The hearing for the proposed Companion Animals Amendment (Puppy Farms) Bill is set to take place today (Thursday).

The Bill, introduced by the Animal Justice Party (AJP), seeks to eliminate regulated professional dog breeding by severely limiting the number of breeding dogs a breeder can have.

John Grima, owner of Kellyville Pets and witness at the hearing, said that by limiting breeders to no more than ten dogs, it will increase the demand on backyard breeders.

“Backyard breeding will lead to worse conditions as there will be a lot more small breeders out there trying to meet the demand. And by capping the breeder to ten dogs, it means that breeders will have to be working another job and therefore can’t give their full attention to breeding.”

Hugh Gent OAM, President and Chairman of the Board at Dogs Australia, said the shelters and rescues that the AJP seek to endorse as their preferred suppliers of companion animals will be full of the puppies bred by rogue breeders.

“Rather than the eradication of puppy farmers, the AJP Bill will increase their presence and profits. It will erode the advances made in the health and wellbeing of dogs by breeders who breed to reduce heritable diseases, and follow strict breeding codes, as they will have given up breeding under the illogical, draconian, laws promulgated by the AJP.

“The result will be genetic emasculation of pure-bred dogs and families possibly, ending up with a poorly bred dog with health or behavioural problems,” said Gent.

The Bill also proposes the banning of puppies through pet shops, a sector that only accounts for five per cent of all puppy sales and, which Grima believes is the most transparent form of getting a puppy.

“An authority can go into a pet shop at any time, seven days a week, and look at the records that they are legally obliged to keep and trace breeders back to that point.

“Whereas at a breeder’s place, they can’t just walk onto the property, they have to get permission from the breeder and organise a time. They can’t come unannounced unless they’ve done something really bad and have a warrant to come and search the premises,” said Grima.

Grima said his customers expect them to have puppies in store and they come to Kellyville because of the level of transparency that they provide, and if that’s taken away then customers will be forced to go online and potentially be scammed or deal with a puppy farm and not know it.

“The best way to remedy the puppy farm situation is to license breeders and license pet shop owners and to improve codes of practice to be more in line with better welfare practices in breeding, because at the moment the codes of practice are not strong enough to stop some puppy farms from operating.”

The Pet Industry Association of Australia (PIAA) also believes pet shops should be able to sell puppies as they are more visible to both the greater public and the inspectorate for compliance to animal welfare laws.

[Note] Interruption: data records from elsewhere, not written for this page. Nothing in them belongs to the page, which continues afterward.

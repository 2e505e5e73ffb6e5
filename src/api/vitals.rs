//! 生命体征 API - 指尖视频心率 + 加速度计呼吸频率

use crate::api::models::HeartRateReport;
use crate::core::config::{HeartRateConfig, RespirationConfig, RespirationWindow};
use crate::core::heart_rate::{self, estimate_heart_rate};
use crate::core::respiration;
use crate::core::video::ImageSequenceSource;
use flutter_rust_bridge::frb;
use log::{error, info, warn};
use rayon::prelude::*;

/// 从帧目录估算心率，无结果时返回 0
///
/// ```dart
/// final bpm = estimateHeartRateFromFrames(dir: framesDir, fps: 30);
/// ```
#[frb(sync)]
pub fn estimate_heart_rate_from_frames(dir: String, fps: f64) -> u32 {
    crate::init_logging();
    info!("💓 Estimating heart rate from {} @ {} fps", dir, fps);
    heart_rate::estimate_heart_rate_bpm(&ImageSequenceSource::new(fps), &dir)
}

/// 带诊断信息的心率分析；`config_json` 可覆盖部分参数
#[frb]
pub fn analyze_heart_rate(dir: String, fps: f64, config_json: Option<String>) -> HeartRateReport {
    crate::init_logging();

    let config = match config_json.as_deref().map(HeartRateConfig::from_json) {
        None => HeartRateConfig::shared().clone(),
        Some(Ok(config)) => config,
        Some(Err(e)) => {
            error!("❌ Invalid heart rate config: {}", e);
            return HeartRateReport::error("InvalidConfig", e.to_string());
        }
    };

    analyze_with(&dir, fps, &config)
}

/// 批量分析多个片段，每个片段单线程处理，片段之间并行
#[frb]
pub fn analyze_heart_rate_batch(dirs: Vec<String>, fps: f64) -> Vec<HeartRateReport> {
    crate::init_logging();
    let config = HeartRateConfig::shared();
    let num_threads = num_cpus::get().min(4);
    info!("📦 Batch analysis: {} clips on {} threads", dirs.len(), num_threads);

    match rayon::ThreadPoolBuilder::new().num_threads(num_threads).build() {
        Ok(pool) => {
            pool.install(|| dirs.par_iter().map(|dir| analyze_with(dir, fps, config)).collect())
        }
        Err(e) => {
            warn!("⚠️ Thread pool unavailable ({}), analyzing sequentially", e);
            dirs.iter().map(|dir| analyze_with(dir, fps, config)).collect()
        }
    }
}

fn analyze_with(dir: &str, fps: f64, config: &HeartRateConfig) -> HeartRateReport {
    let result = estimate_heart_rate(&ImageSequenceSource::new(fps), dir, config);
    if let Err(e) = &result {
        warn!("⚠️ {}: {}", dir, e);
    }
    result.into()
}

/// 加速度计呼吸频率（45 秒窗口），无结果时返回 0
#[frb(sync)]
pub fn estimate_respiratory_rate(x: Vec<f32>, y: Vec<f32>, z: Vec<f32>, t_nanos: Vec<i64>) -> u32 {
    respiration::estimate_respiratory_rate(&x, &y, &z, &t_nanos)
}

/// 指定归一化窗口（秒）；`window_secs <= 0` 时按时间戳推算
#[frb(sync)]
pub fn estimate_respiratory_rate_with_window(
    x: Vec<f32>,
    y: Vec<f32>,
    z: Vec<f32>,
    t_nanos: Vec<i64>,
    window_secs: f64,
) -> u32 {
    let config = if window_secs > 0.0 {
        RespirationConfig::with_window_secs(window_secs)
    } else {
        RespirationConfig {
            window: RespirationWindow::Measured,
            ..Default::default()
        }
    };

    match respiration::estimate_respiratory_rate_with(&x, &y, &z, &t_nanos, &config) {
        Ok(rate) => rate,
        Err(e) => {
            warn!("⚠️ No respiratory rate: {}", e);
            0
        }
    }
}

“Pet shops are the first point of contact to new pet owners and should be endorsed to communicate to consumers on responsible pet sourcing along with ownership whether they choice to sell animals or not,” the PIAA said in a statement.

Both Grima and the PIAA pointed at the lack of clarity surrounding the term “puppy farm”, and that there is the need for a legal definition of the term that all stakeholders agree upon.

“The greatest failure of this proposed bill is that it fails to define exactly what a Puppy Farm is but proposes solutions based on the Animal Justice party’s agenda. The bill continues to regulate the entire industry through reductions of breeding and or the selling of animals based on an undefined meaning of Puppy Farms,” said the PIAA.

The most widely adopted meaning of the term is the RSPCA’s definition that a puppy farm is “an intensive dog or cat breeding facility that is operated under inadequate conditions that fail to meet the animals behavioural, social and/or physical needs”.

Grima said that despite the RSPCA’s definition, there are other groups and people who define a puppy farm as something else.

“There are groups that believe that a puppy farm is anyone who breeds a dog and makes money out of it, even though they may be breeding them in highly ethical conditions. Then there are those that believe a puppy farm is a place where dogs are being kept in squalid conditions, with no respect for the breeding dogs and are just purely there to make money.

“Some of the public think that a puppy farm is a nice place because it’s a farm and you breed dogs so it’s called a puppy farm. We need to create a definition of what a puppy farm is so we know who to hold accountable.”